//! Driver connection handling
//!
//! Each connection is served strictly sequentially: read one request line,
//! decode it, run the handler, write the acknowledgment, repeat. The bridge
//! never pushes unsolicited messages, so overlapping effects reduce to
//! last-write-wins on the notification slots.

use std::io;
use std::net::SocketAddr;
use std::sync::Arc;

use tokio::io::{AsyncWriteExt, BufReader};
use tokio::net::TcpStream;

use fileflow_common::framing::{DEFAULT_FRAME_TIMEOUT, LineReader, LineWriter};
use fileflow_common::io::{InboundRequest, read_request};
use fileflow_common::protocol::BridgeRequest;

use crate::bridge::Bridge;
use crate::constants::{ERR_HANDLING_REQUEST, ERR_READ_REQUEST};
use crate::handlers::{
    HandlerContext, handle_connection_established, handle_connection_rejected,
    handle_connection_request, handle_multicast_acquire, handle_multicast_release,
    handle_service_connection, handle_service_progress, handle_service_start, handle_service_stop,
    handle_show_error, handle_transfer_cancelled, handle_transfer_completed,
    handle_transfer_paused, handle_transfer_progress, handle_transfer_request,
    handle_transfer_resumed, handle_transfer_started,
};

/// Handle a driver connection over TCP
pub async fn handle_connection(
    socket: TcpStream,
    peer_addr: SocketAddr,
    bridge: Arc<Bridge>,
) -> io::Result<()> {
    handle_connection_inner(socket, peer_addr, bridge).await
}

/// Inner connection handler that works with any async stream
pub async fn handle_connection_inner<S>(
    socket: S,
    peer_addr: SocketAddr,
    bridge: Arc<Bridge>,
) -> io::Result<()>
where
    S: tokio::io::AsyncRead + tokio::io::AsyncWrite + Unpin,
{
    let (reader, writer) = tokio::io::split(socket);
    let mut line_reader = LineReader::new(BufReader::new(reader));
    let mut line_writer = LineWriter::new(writer);

    loop {
        match read_request(&mut line_reader, DEFAULT_FRAME_TIMEOUT).await {
            Ok(Some(InboundRequest::Valid(envelope))) => {
                let mut ctx = HandlerContext {
                    writer: &mut line_writer,
                    peer_addr,
                    bridge: &bridge,
                    message_id: envelope.id.clone(),
                    debug: bridge.debug,
                };

                let result = match envelope.decode() {
                    Some(request) => dispatch(request, &mut ctx).await,
                    None => {
                        if bridge.debug {
                            println!(
                                "Unknown operation {}/{} from {}",
                                envelope.channel, envelope.method, peer_addr
                            );
                        }
                        ctx.ack_not_implemented(&envelope.method).await
                    }
                };

                if let Err(e) = result {
                    eprintln!("{}{}", ERR_HANDLING_REQUEST, e);
                    break;
                }
            }
            Ok(Some(InboundRequest::Malformed { error })) => {
                eprintln!("{}{}: {}", ERR_READ_REQUEST, peer_addr, error);
                let mut ctx = HandlerContext {
                    writer: &mut line_writer,
                    peer_addr,
                    bridge: &bridge,
                    message_id: None,
                    debug: bridge.debug,
                };
                if ctx.ack_error("invalid request format").await.is_err() {
                    break;
                }
            }
            Ok(None) => {
                // Connection closed cleanly
                break;
            }
            Err(e) => {
                eprintln!("{}{}: {}", ERR_READ_REQUEST, peer_addr, e);
                break;
            }
        }
    }

    // Shutdown the writer gracefully
    let _ = line_writer.get_mut().shutdown().await;

    Ok(())
}

/// Route a decoded request to its handler
async fn dispatch<W>(request: BridgeRequest, ctx: &mut HandlerContext<'_, W>) -> io::Result<()>
where
    W: tokio::io::AsyncWrite + Unpin,
{
    match request {
        BridgeRequest::ShowConnectionRequest(args) => handle_connection_request(args, ctx).await,
        BridgeRequest::ShowConnectionEstablished(args) => {
            handle_connection_established(args, ctx).await
        }
        BridgeRequest::ShowConnectionRejected(args) => handle_connection_rejected(args, ctx).await,
        BridgeRequest::ShowTransferRequest(args) => handle_transfer_request(args, ctx).await,
        BridgeRequest::ShowTransferStarted(args) => handle_transfer_started(args, ctx).await,
        BridgeRequest::UpdateTransferProgress(args) => handle_transfer_progress(args, ctx).await,
        BridgeRequest::ShowTransferPaused(args) => handle_transfer_paused(args, ctx).await,
        BridgeRequest::ShowTransferResumed(args) => handle_transfer_resumed(args, ctx).await,
        BridgeRequest::ShowTransferCompleted(args) => handle_transfer_completed(args, ctx).await,
        BridgeRequest::ShowTransferCancelled(args) => handle_transfer_cancelled(args, ctx).await,
        BridgeRequest::ShowError(args) => handle_show_error(args, ctx).await,
        BridgeRequest::StartService(args) => handle_service_start(args, ctx).await,
        BridgeRequest::UpdateServiceProgress(args) => handle_service_progress(args, ctx).await,
        BridgeRequest::StartConnectionService(args) => handle_service_connection(args, ctx).await,
        BridgeRequest::StopService => handle_service_stop(ctx).await,
        BridgeRequest::MulticastAcquire => handle_multicast_acquire(ctx).await,
        BridgeRequest::MulticastRelease => handle_multicast_release(ctx).await,
    }
}

// =============================================================================
// Tests
// =============================================================================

-------

* **Aim of the exercise**: Give back the lines of the data exactly as they are written, from the first line through the line containing "the notification slots.".

* **Answer box**:
//! Driver connection handling
//!
//! Each connection is served strictly sequentially: read one request line,
//! decode it, run the handler, write the acknowledgment, repeat. The bridge
//! never pushes unsolicited messages, so overlapping effects reduce to
//! last-write-wins on the notification slots.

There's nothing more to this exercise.